*WORK REQUEST:* Below are records; how many of their lines contain "that"? Give the number and no other words.

*SUPPLIED DATA:*
Segment Open

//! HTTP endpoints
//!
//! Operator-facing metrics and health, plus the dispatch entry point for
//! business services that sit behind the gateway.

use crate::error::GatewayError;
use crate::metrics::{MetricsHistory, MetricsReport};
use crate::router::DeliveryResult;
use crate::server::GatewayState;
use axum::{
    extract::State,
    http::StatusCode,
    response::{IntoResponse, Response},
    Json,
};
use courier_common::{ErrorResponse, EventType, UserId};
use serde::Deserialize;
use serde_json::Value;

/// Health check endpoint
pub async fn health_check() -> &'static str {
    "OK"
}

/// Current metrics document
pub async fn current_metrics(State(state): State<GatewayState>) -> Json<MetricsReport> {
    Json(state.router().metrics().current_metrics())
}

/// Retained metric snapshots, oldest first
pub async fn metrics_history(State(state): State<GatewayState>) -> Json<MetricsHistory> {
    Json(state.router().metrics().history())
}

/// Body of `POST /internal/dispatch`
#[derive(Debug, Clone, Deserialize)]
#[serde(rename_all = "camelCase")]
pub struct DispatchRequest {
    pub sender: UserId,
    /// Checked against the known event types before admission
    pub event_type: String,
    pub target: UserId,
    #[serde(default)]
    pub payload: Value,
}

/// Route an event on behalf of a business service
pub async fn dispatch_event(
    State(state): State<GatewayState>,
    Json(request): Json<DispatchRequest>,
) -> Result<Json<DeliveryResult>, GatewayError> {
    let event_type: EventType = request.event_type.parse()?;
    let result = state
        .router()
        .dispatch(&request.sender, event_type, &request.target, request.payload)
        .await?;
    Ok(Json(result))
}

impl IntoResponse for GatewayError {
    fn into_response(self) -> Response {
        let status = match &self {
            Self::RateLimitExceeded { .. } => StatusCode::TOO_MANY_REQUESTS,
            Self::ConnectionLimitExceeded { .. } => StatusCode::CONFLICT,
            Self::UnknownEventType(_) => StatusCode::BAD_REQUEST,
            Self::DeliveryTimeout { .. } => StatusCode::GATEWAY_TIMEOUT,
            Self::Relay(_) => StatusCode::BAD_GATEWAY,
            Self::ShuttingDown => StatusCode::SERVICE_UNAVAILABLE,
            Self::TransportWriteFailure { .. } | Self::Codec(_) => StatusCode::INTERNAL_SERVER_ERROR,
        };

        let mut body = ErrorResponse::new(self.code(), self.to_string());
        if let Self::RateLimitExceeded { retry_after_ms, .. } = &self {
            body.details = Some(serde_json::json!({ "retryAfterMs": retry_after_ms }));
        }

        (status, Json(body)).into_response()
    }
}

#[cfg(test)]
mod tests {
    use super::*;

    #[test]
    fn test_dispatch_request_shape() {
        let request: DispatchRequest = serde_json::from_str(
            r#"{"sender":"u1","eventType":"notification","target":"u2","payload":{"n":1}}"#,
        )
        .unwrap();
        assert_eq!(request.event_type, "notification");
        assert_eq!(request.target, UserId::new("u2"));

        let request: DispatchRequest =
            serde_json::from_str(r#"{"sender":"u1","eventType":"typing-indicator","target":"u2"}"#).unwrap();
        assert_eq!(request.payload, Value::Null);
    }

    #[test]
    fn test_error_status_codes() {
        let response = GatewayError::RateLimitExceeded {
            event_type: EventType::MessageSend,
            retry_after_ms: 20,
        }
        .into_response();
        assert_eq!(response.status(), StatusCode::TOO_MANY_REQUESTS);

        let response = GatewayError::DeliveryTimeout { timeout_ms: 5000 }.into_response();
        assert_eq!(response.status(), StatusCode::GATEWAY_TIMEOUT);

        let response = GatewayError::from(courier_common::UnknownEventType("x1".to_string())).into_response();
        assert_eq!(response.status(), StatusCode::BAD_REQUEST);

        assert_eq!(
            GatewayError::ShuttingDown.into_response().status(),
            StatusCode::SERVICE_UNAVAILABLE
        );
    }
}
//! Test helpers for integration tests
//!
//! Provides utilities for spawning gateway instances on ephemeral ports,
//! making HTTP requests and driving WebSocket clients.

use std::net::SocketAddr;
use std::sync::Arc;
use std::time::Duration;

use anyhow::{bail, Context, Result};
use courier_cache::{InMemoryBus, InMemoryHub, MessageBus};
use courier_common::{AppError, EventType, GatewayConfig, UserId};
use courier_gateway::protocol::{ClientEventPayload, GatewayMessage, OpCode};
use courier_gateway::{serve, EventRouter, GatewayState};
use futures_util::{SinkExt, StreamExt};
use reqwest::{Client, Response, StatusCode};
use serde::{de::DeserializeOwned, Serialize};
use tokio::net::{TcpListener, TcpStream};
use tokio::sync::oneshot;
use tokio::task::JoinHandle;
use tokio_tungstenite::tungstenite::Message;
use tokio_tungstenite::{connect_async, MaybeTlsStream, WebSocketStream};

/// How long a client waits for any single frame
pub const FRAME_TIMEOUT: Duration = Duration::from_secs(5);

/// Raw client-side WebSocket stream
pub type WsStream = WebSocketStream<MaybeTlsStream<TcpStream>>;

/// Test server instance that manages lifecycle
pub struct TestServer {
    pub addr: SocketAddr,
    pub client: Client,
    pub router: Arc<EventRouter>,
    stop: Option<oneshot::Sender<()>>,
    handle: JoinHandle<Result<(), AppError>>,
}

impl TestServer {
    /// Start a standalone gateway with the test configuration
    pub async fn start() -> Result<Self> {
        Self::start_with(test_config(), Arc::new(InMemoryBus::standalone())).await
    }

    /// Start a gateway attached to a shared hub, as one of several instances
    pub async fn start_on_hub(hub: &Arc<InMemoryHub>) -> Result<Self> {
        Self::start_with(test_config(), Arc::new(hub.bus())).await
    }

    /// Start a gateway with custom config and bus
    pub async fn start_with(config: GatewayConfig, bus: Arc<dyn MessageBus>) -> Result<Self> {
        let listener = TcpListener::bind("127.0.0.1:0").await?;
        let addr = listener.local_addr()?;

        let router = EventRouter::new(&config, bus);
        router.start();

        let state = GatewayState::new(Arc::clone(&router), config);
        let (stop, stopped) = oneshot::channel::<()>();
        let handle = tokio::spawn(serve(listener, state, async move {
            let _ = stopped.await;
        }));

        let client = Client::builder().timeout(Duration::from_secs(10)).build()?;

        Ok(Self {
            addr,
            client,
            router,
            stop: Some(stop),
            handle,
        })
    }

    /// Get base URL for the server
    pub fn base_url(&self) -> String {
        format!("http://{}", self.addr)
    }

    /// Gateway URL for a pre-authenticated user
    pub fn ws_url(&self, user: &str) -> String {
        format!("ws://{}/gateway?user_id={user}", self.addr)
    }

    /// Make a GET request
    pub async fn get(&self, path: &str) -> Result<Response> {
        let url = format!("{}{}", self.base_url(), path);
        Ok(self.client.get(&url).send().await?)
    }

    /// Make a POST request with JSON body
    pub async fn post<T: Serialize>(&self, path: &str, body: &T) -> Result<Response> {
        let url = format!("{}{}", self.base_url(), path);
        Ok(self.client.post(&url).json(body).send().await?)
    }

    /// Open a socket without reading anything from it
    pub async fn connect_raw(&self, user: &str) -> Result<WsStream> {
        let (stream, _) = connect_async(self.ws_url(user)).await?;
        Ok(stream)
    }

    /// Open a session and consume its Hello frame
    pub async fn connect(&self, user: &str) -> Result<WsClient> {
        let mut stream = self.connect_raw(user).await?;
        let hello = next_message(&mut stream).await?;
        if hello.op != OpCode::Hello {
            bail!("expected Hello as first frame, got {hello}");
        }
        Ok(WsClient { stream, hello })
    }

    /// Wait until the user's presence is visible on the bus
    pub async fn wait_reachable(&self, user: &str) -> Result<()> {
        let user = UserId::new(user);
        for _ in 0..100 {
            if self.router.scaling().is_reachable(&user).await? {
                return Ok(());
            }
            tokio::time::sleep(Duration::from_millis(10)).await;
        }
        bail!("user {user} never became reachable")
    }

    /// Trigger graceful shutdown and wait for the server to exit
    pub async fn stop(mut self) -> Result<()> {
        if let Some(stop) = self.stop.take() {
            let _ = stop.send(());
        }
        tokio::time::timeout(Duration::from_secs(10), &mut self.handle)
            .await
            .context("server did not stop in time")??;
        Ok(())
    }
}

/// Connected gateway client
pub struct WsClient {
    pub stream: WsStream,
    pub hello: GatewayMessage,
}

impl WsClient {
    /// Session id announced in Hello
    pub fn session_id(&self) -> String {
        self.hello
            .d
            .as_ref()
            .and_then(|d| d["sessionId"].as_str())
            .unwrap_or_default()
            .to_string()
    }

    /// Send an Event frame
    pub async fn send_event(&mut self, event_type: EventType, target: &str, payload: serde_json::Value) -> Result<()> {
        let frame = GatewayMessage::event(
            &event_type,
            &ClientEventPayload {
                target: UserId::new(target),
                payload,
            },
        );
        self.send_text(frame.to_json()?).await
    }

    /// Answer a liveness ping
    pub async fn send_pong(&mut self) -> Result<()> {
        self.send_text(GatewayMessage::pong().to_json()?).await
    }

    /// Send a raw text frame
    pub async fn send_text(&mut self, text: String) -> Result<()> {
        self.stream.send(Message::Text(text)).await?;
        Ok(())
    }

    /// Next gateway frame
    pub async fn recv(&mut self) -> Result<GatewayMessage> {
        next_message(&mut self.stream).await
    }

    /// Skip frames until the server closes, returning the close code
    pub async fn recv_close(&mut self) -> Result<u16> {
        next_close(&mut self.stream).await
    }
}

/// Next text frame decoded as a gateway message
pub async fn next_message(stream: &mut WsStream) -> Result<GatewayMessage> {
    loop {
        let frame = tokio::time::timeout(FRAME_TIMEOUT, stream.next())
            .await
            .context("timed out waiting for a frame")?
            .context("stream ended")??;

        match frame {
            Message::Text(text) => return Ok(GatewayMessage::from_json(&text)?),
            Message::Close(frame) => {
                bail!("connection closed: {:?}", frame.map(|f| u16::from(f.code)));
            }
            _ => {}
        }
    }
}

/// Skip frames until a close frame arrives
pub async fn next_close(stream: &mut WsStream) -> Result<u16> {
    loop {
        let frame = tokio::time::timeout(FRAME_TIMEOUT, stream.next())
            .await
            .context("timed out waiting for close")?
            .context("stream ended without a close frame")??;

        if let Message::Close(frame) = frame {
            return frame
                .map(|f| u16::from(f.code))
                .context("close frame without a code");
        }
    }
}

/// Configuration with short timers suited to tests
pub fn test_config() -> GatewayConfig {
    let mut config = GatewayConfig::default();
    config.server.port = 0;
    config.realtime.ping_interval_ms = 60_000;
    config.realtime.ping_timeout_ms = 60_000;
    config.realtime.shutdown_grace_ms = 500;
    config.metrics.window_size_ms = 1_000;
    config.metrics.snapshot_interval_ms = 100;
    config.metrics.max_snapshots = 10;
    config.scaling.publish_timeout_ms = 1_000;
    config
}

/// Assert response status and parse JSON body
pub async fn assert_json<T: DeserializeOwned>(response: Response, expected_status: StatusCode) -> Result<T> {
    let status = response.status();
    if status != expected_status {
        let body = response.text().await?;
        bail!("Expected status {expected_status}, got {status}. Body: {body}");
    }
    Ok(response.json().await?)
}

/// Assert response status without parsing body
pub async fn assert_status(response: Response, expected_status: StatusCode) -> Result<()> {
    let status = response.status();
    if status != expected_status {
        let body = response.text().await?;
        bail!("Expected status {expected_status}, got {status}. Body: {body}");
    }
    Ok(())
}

Segment Closed

*EXERCISE RESULT:* 2